Stored data entries:
((
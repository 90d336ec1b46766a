//! Transport Service CC (0x55): datagram segmentation for payloads that
//! exceed a single frame.
//!
//! The command byte carries data: its top five bits select the command and
//! the low three hold the high bits of the datagram size, so this CC is
//! dispatched on `command & 0xF8`. First and subsequent segments end in a
//! CRC-16/AUG-CCITT over the whole CC (id byte included).

use crate::crc16::crc16_aug_ccitt;
use crate::error::CCError;
use crate::validate_payload;

pub const FIRST_SEGMENT: u8 = 0xC0;
pub const SEGMENT_REQUEST: u8 = 0xC8;
pub const SUBSEQUENT_SEGMENT: u8 = 0xE0;
pub const SEGMENT_COMPLETE: u8 = 0xE8;
pub const SEGMENT_WAIT: u8 = 0xF0;

/// Mask isolating the command from the size bits.
pub const COMMAND_MASK: u8 = 0xF8;

const CC_ID: u8 = 0x55;

/// Largest datagram the 11-bit size field can describe.
pub const MAX_DATAGRAM_SIZE: usize = 0x7FF;

/// Data capacity of a first segment within a 46-byte CC frame.
pub const FIRST_SEGMENT_CAPACITY: usize = 40;
/// Data capacity of a subsequent segment within a 46-byte CC frame.
pub const SUBSEQUENT_SEGMENT_CAPACITY: usize = 39;

#[derive(Debug, Clone, PartialEq, Eq)]
pub enum TransportServiceCC {
    FirstSegment {
        session_id: u8,
        datagram_size: u16,
        payload: Vec<u8>,
    },
    SubsequentSegment {
        session_id: u8,
        datagram_size: u16,
        offset: u16,
        payload: Vec<u8>,
    },
    SegmentRequest {
        session_id: u8,
        offset: u16,
    },
    SegmentComplete {
        session_id: u8,
    },
    SegmentWait {
        pending_segments: u8,
    },
}

impl TransportServiceCC {
    /// The full command byte, size bits included.
    pub fn command(&self) -> u8 {
        match self {
            TransportServiceCC::FirstSegment { datagram_size, .. } => {
                FIRST_SEGMENT | ((datagram_size >> 8) as u8 & 0x07)
            }
            TransportServiceCC::SubsequentSegment { datagram_size, .. } => {
                SUBSEQUENT_SEGMENT | ((datagram_size >> 8) as u8 & 0x07)
            }
            TransportServiceCC::SegmentRequest { .. } => SEGMENT_REQUEST,
            TransportServiceCC::SegmentComplete { .. } => SEGMENT_COMPLETE,
            TransportServiceCC::SegmentWait { .. } => SEGMENT_WAIT,
        }
    }

    pub fn parse(command: u8, payload: &[u8]) -> Result<Self, CCError> {
        match command & COMMAND_MASK {
            FIRST_SEGMENT => {
                validate_payload!(payload.len() >= 5, "first segment too short");
                Self::check_crc(command, payload)?;
                let datagram_size = ((command as u16 & 0x07) << 8) | payload[0] as u16;
                Ok(TransportServiceCC::FirstSegment {
                    session_id: payload[1] >> 4,
                    datagram_size,
                    payload: payload[2..payload.len() - 2].to_vec(),
                })
            }
            SUBSEQUENT_SEGMENT => {
                validate_payload!(payload.len() >= 6, "subsequent segment too short");
                Self::check_crc(command, payload)?;
                let datagram_size = ((command as u16 & 0x07) << 8) | payload[0] as u16;
                let offset = ((payload[1] as u16 & 0x0F) << 8) | payload[2] as u16;
                Ok(TransportServiceCC::SubsequentSegment {
                    session_id: payload[1] >> 4,
                    datagram_size,
                    offset,
                    payload: payload[3..payload.len() - 2].to_vec(),
                })
            }
            SEGMENT_REQUEST => {
                validate_payload!(payload.len() >= 2, "segment request carries two bytes");
                Ok(TransportServiceCC::SegmentRequest {
                    session_id: payload[0] >> 4,
                    offset: ((payload[0] as u16 & 0x0F) << 8) | payload[1] as u16,
                })
            }
            SEGMENT_COMPLETE => {
                validate_payload!(payload.len() >= 1, "segment complete carries one byte");
                Ok(TransportServiceCC::SegmentComplete {
                    session_id: payload[0] >> 4,
                })
            }
            SEGMENT_WAIT => {
                validate_payload!(payload.len() >= 1, "segment wait carries one byte");
                Ok(TransportServiceCC::SegmentWait {
                    pending_segments: payload[0],
                })
            }
            other => Err(CCError::UnknownCommand {
                cc: CC_ID,
                command: other,
            }),
        }
    }

    fn check_crc(command: u8, payload: &[u8]) -> Result<(), CCError> {
        let split = payload.len() - 2;
        let mut covered = vec![CC_ID, command];
        covered.extend_from_slice(&payload[..split]);
        let expected = u16::from_be_bytes([payload[split], payload[split + 1]]);
        validate_payload!(
            crc16_aug_ccitt(&covered) == expected,
            "transport service segment checksum mismatch"
        );
        Ok(())
    }

    pub fn write_payload(&self, out: &mut Vec<u8>) {
        let command = self.command();
        let start = out.len();
        match self {
            TransportServiceCC::FirstSegment {
                session_id,
                datagram_size,
                payload,
            } => {
                out.push(*datagram_size as u8);
                out.push(session_id << 4);
                out.extend_from_slice(payload);
            }
            TransportServiceCC::SubsequentSegment {
                session_id,
                datagram_size,
                offset,
                payload,
            } => {
                out.push(*datagram_size as u8);
                out.push((session_id << 4) | ((offset >> 8) as u8 & 0x0F));
                out.push(*offset as u8);
                out.extend_from_slice(payload);
            }
            TransportServiceCC::SegmentRequest { session_id, offset } => {
                out.push((session_id << 4) | ((offset >> 8) as u8 & 0x0F));
                out.push(*offset as u8);
                return;
            }
            TransportServiceCC::SegmentComplete { session_id } => {
                out.push(session_id << 4);
                return;
            }
            TransportServiceCC::SegmentWait { pending_segments } => {
                out.push(*pending_segments);
                return;
            }
        }
        // Trailing CRC over cc id, command byte, and the bytes just written.
        let mut covered = vec![CC_ID, command];
        covered.extend_from_slice(&out[start..]);
        let crc = crc16_aug_ccitt(&covered);
        out.extend_from_slice(&crc.to_be_bytes());
    }
}

/// Split a datagram into transmit-ready segments.
pub fn segment_datagram(
    datagram: &[u8],
    session_id: u8,
) -> Result<Vec<TransportServiceCC>, CCError> {
    if datagram.len() > MAX_DATAGRAM_SIZE {
        return Err(CCError::DatagramTooLarge(datagram.len()));
    }
    let size = datagram.len() as u16;
    let first_len = datagram.len().min(FIRST_SEGMENT_CAPACITY);
    let mut segments = vec![TransportServiceCC::FirstSegment {
        session_id,
        datagram_size: size,
        payload: datagram[..first_len].to_vec(),
    }];

    let mut offset = first_len;
    while offset < datagram.len() {
        let chunk = (datagram.len() - offset).min(SUBSEQUENT_SEGMENT_CAPACITY);
        segments.push(TransportServiceCC::SubsequentSegment {
            session_id,
            datagram_size: size,
            offset: offset as u16,
            payload: datagram[offset..offset + chunk].to_vec(),
        });
        offset += chunk;
    }
    Ok(segments)
}

/// Outcome of feeding one segment to the reassembler.
#[derive(Debug, Clone, PartialEq, Eq)]
pub enum ReassemblyOutcome {
    InProgress,
    Complete { session_id: u8, datagram: Vec<u8> },
    /// A hole was detected; the sender should resend from `expected_offset`.
    OutOfSync { session_id: u8, expected_offset: u16 },
    /// Segment did not belong to the active session.
    Ignored,
}

/// Sequential reassembly of one datagram at a time per sender.
#[derive(Debug, Default)]
pub struct DatagramReassembler {
    current: Option<InFlight>,
}

#[derive(Debug)]
struct InFlight {
    session_id: u8,
    size: u16,
    buf: Vec<u8>,
}

impl DatagramReassembler {
    pub fn new() -> Self {
        Self::default()
    }

    pub fn handle(&mut self, segment: &TransportServiceCC) -> ReassemblyOutcome {
        match segment {
            TransportServiceCC::FirstSegment {
                session_id,
                datagram_size,
                payload,
            } => {
                let mut inflight = InFlight {
                    session_id: *session_id,
                    size: *datagram_size,
                    buf: payload.clone(),
                };
                if inflight.buf.len() >= inflight.size as usize {
                    inflight.buf.truncate(inflight.size as usize);
                    return ReassemblyOutcome::Complete {
                        session_id: inflight.session_id,
                        datagram: inflight.buf,
                    };
                }
                self.current = Some(inflight);
                ReassemblyOutcome::InProgress
            }
            TransportServiceCC::SubsequentSegment {
                session_id,
                offset,
                payload,
                ..
            } => {
                let Some(inflight) = self.current.as_mut() else {
                    return ReassemblyOutcome::Ignored;
                };
                if inflight.session_id != *session_id {
                    return ReassemblyOutcome::Ignored;
                }
                if *offset as usize != inflight.buf.len() {
                    return ReassemblyOutcome::OutOfSync {
                        session_id: *session_id,
                        expected_offset: inflight.buf.len() as u16,
                    };
                }
                inflight.buf.extend_from_slice(payload);
                if inflight.buf.len() >= inflight.size as usize {
                    let done = self.current.take().expect("just borrowed");
                    let mut datagram = done.buf;
                    datagram.truncate(done.size as usize);
                    return ReassemblyOutcome::Complete {
                        session_id: done.session_id,
                        datagram,
                    };
                }
                ReassemblyOutcome::InProgress
            }
            _ => ReassemblyOutcome::Ignored,
        }
    }
}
))
What is being asked: All that is wanted is the run of lines from the start of the data through the line containing "segments end in a", copied word for word.

Task result:
repository 90d336ec1b46766a
//! Transport Service CC (0x55): datagram segmentation for payloads that
//! exceed a single frame.
//!
//! The command byte carries data: its top five bits select the command and
//! the low three hold the high bits of the datagram size, so this CC is
//! dispatched on `command & 0xF8`. First and subsequent segments end in a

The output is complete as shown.